Prayer from Celtic Daily Prayer morning canticle:
Christ, as a light
illumine and guide me.
Christ, as a shield
overshadow me.
Christ under me;
Christ over me;
Christ beside me
on my left and my right.
This day be within and without me,
lowly and meek, yet all-powerful.
Be in the heart of each to whom I speak;
in the mouth of each who speaks unto me.
This day be within and without me,
lowly and meek, yet all-powerful.
Christ as a light;
Christ as a shield;
Christ beside me
on my left and my right.
CDP 2
May 8, 2009
Celtic Daily Prayer has been our chosen way at Missional Order to order our days. We have chosen to order our days around four spiritual pauses to focus our hearts, souls, and minds on the only Ground of our being: father, Son, and Holy Spirit. This is a valuable way to help us be intentional about growing in grace. Experience tells us that without intention it is impossible to accomplish the vision of Christ likeness we so desire as those intent on doing life with God. A garden untended grows wild. A life untended grows stale.

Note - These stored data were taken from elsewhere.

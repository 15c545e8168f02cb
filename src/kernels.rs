use crate::array::{EdgeField, FaceField, FieldArray, FluxRegisters};
use crate::block::CellBounds;

/// Interface to the flux, diffusion, and source-term machinery of the fluid.
/// The task list never looks inside these calls: reconstruction, Riemann
/// solves, and the structure of the divergence stencil all belong to the
/// implementation. The one convention the task list imposes is that every
/// coefficient it passes is the full stage weight `beta * dt`; kernels must
/// not fold in another factor of dt.
///
pub trait HydroKernels {
    /// Compute face fluxes of the conserved variables from the primitive
    /// state, at the given order of spatial reconstruction.
    fn calculate_fluxes(
        &mut self,
        w: &FieldArray,
        b: Option<&FaceField>,
        bcc: Option<&FieldArray>,
        order: usize,
        flux: &mut FluxRegisters,
    );

    /// Apply `u <- u + wght * Div(F)` over the interior zones.
    fn add_flux_divergence(&self, wght: f64, flux: &FluxRegisters, u: &mut FieldArray);

    /// Whether any diffusive process contributes to the fluxes.
    fn diffusion_defined(&self) -> bool {
        false
    }

    /// Compute the diffusive contributions ahead of the advective fluxes.
    /// The results stay inside the kernel object; `calculate_fluxes` folds
    /// them into the face fluxes it produces.
    fn calc_diffusion_flux(&mut self, _w: &FieldArray, _u: &FieldArray) {}

    /// Whether any non-geometric source terms are defined.
    fn source_terms_defined(&self) -> bool {
        false
    }

    /// Apply the source terms evaluated at the given time, scaled by `dt`.
    fn add_source_terms(
        &mut self,
        _time: f64,
        _dt: f64,
        _flux: &FluxRegisters,
        _w: &FieldArray,
        _bcc: Option<&FieldArray>,
        _u: &mut FieldArray,
    ) {
    }

    /// Propose the next timestep for this block from the current primitive
    /// state. Invoked on the final stage only.
    fn new_block_time_step(&self, _w: &FieldArray) -> f64 {
        f64::MAX
    }
}

/// Interface to the constrained-transport machinery of the magnetic field.
///
pub trait FieldKernels {
    /// Compute the corner-centered electromotive force from the primitive
    /// state and the cell-centered field.
    fn compute_corner_e(&mut self, w: &FieldArray, bcc: &FieldArray, e: &mut EdgeField);

    /// Apply the constrained-transport update `b <- b + wght * curl(E)`.
    fn ct(&mut self, wght: f64, e: &EdgeField, b: &mut FaceField);

    fn diffusion_defined(&self) -> bool {
        false
    }

    /// Accumulate the diffusive (resistive) EMF before the CT update.
    fn calc_diffusion_emf(&mut self, _b: &FaceField, _bcc: &FieldArray, _e: &mut EdgeField) {}
}

/// Interface to the passive-scalar advection kernels.
///
pub trait ScalarKernels {
    fn calculate_fluxes(&mut self, r: &FieldArray, order: usize, flux: &mut FluxRegisters);

    fn add_flux_divergence(&self, wght: f64, flux: &FluxRegisters, s: &mut FieldArray);

    fn diffusion_defined(&self) -> bool {
        false
    }

    /// Fill the dedicated scalar diffusion flux registers; the registers are
    /// zero-cleared by the task body before this is invoked.
    fn diffusive_flux(&mut self, _r: &FieldArray, _w: &FieldArray, _flux: &mut FluxRegisters) {}
}

/// Interface to the radiation transport kernels. The moments are evolved with
/// the same register algebra as the fluid; opacity and source coupling stay
/// behind this trait.
///
pub trait RadiationKernels {
    fn calculate_fluxes(&mut self, prim: &FieldArray, order: usize, flux: &mut FluxRegisters);

    fn add_flux_divergence(
        &self,
        wght: f64,
        prim: &FieldArray,
        flux: &FluxRegisters,
        cons: &mut FieldArray,
    );

    fn source_terms_defined(&self) -> bool {
        false
    }

    /// Apply the radiation source terms and deposit the back-reaction into
    /// the hydro conserved variables.
    fn add_source_terms(
        &mut self,
        _time: f64,
        _dt: f64,
        _prim: &FieldArray,
        _w: &FieldArray,
        _cons: &mut FieldArray,
        _u: &mut FieldArray,
    ) {
    }

    /// Recover the radiation primitives over the given zone range.
    fn conserved_to_primitive(
        &mut self,
        cons: &FieldArray,
        prim_out: &mut FieldArray,
        w: &FieldArray,
        bounds: &CellBounds,
    );

    /// Refresh the opacity from the updated fluid primitives.
    fn update_opacity(&mut self, _w: &FieldArray) {}
}

/// Interface to the equation of state. The zone range passed in covers the
/// interior plus however many ghost layers the caller has valid conserved
/// data for.
///
pub trait EquationOfState {
    /// Recover primitives from conserved variables. `w_old` carries the
    /// previous stage's primitives as an initial guess for iterative solvers.
    fn conserved_to_primitive(
        &self,
        u: &FieldArray,
        w_old: &FieldArray,
        b: Option<&FaceField>,
        w_out: &mut FieldArray,
        bcc: Option<&mut FieldArray>,
        bounds: &CellBounds,
    );

    /// The fourth-order correction pass, operating on cell averages over a
    /// range shrunk by one zone on every interior-adjacent side.
    fn conserved_to_primitive_cell_average(
        &self,
        _u: &FieldArray,
        _w_old: &FieldArray,
        _b: Option<&FaceField>,
        _w_out: &mut FieldArray,
        _bcc: Option<&mut FieldArray>,
        _bounds: &CellBounds,
    ) {
    }

    /// Recover the scalar concentrations from their conserved densities,
    /// given the already-updated fluid primitives.
    fn scalars_to_primitive(
        &self,
        _s: &FieldArray,
        _w: &FieldArray,
        _r: &mut FieldArray,
        _bounds: &CellBounds,
    ) {
    }

    fn scalars_to_primitive_cell_average(
        &self,
        _s: &FieldArray,
        _w: &FieldArray,
        _r: &mut FieldArray,
        _bounds: &CellBounds,
    ) {
    }
}

/// Interface to the geometric source terms of the coordinate system. In
/// Cartesian coordinates these vanish identically.
///
pub trait Coordinates {
    fn add_coord_terms(
        &self,
        wght: f64,
        flux: &FluxRegisters,
        w: &FieldArray,
        bcc: Option<&FieldArray>,
        u: &mut FieldArray,
    );
}

/// Cartesian coordinates: no geometric source terms.
///
pub struct Cartesian;

impl Coordinates for Cartesian {
    fn add_coord_terms(
        &self,
        _wght: f64,
        _flux: &FluxRegisters,
        _w: &FieldArray,
        _bcc: Option<&FieldArray>,
        _u: &mut FieldArray,
    ) {
    }
}

/// End-of-timestep hooks owned by the application: problem-specific work and
/// the refinement-condition check. Both run on the final stage only.
///
pub trait BlockHooks {
    fn user_work_in_loop(&mut self) {}

    fn check_refinement(&mut self) {}
}

/// Hooks that do nothing.
///
pub struct NoHooks;

impl BlockHooks for NoHooks {}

Today’s readings from CDP are all about intention. Here they are:
Psalm 42:11 Why are you downcast, O my soul? Why so disturbed within me? Put your hope in God, for I will yet praise him, my Saviour and my God.
A conversation with ourselves is an essential way of attending to our inner thoughts, feelings, and attitudes. Whatever that conversation yields is placed in hope into the hands of God. By default, O Lord, make me to always hope in you.

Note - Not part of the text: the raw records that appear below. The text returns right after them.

pub mod advect1d;
pub(crate) fn physical_boundary(
    tl: &TimeIntegratorTaskList,
    pmb: &mut MeshBlock,
    stage: usize,
) -> TaskStatus {
    if stage > tl.nstages() {
        return TaskStatus::Fail;
    }
    let t_end_stage = pmb.time + pmb.stage_abscissae[stage][0];
    let dt = tl.integrator().weights(stage).beta * pmb.dt;
    let MeshBlock {
        hydro: ph,
        scalars: ps,
        rad: pr,
        bval,
        ..
    } = pmb;

    // the boundary interface switches to the primitive registers here
    bval.apply_physical_boundaries(
        t_end_stage,
        dt,
        BoundaryPrims {
            w: &mut ph.w,
            r: ps.as_mut().map(|ps| &mut ps.r),
            rad: pr.as_mut().map(|pr| &mut pr.prim),
        },
    );
    TaskStatus::Success
}

pub(crate) fn user_work(
    tl: &TimeIntegratorTaskList,
    pmb: &mut MeshBlock,
    stage: usize,
) -> TaskStatus {
    if stage != tl.nstages() {
        return TaskStatus::Success; // only do on last stage
    }
    pmb.hooks.user_work_in_loop();
    TaskStatus::Success
}

pub(crate) fn new_block_time_step(
    tl: &TimeIntegratorTaskList,
    pmb: &mut MeshBlock,
    stage: usize,
) -> TaskStatus {
    if stage != tl.nstages() {
        return TaskStatus::Success; // only do on last stage
    }
    pmb.new_block_dt = pmb.hydro.kernels.new_block_time_step(&pmb.hydro.w);
    TaskStatus::Success
}

pub(crate) fn check_refinement(
    tl: &TimeIntegratorTaskList,
    pmb: &mut MeshBlock,
    stage: usize,
) -> TaskStatus {
    if stage != tl.nstages() {
        return TaskStatus::Success; // only do on last stage
    }
    pmb.hooks.check_refinement();
    TaskStatus::Success
}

Jeremiah 21:8 Furthermore, tell the people, This is what the LORD says: See, I am setting before you the way of life and the way of death.
We come to forks in the road daily, hourly, even more often. Choosing the way of life must be a deliberate action. The inner voice always cries out for the right choice unless the cares of this world have choked it out. Our baser parts heed the wrong voice for a wrong choice leading to interrupted relationality with the Lord. A moment of decision sets the course of a day, even a life. You bid me, my Lord, to tell the people. So I tell, first my soul, then the soul of others: Mind the little decisions.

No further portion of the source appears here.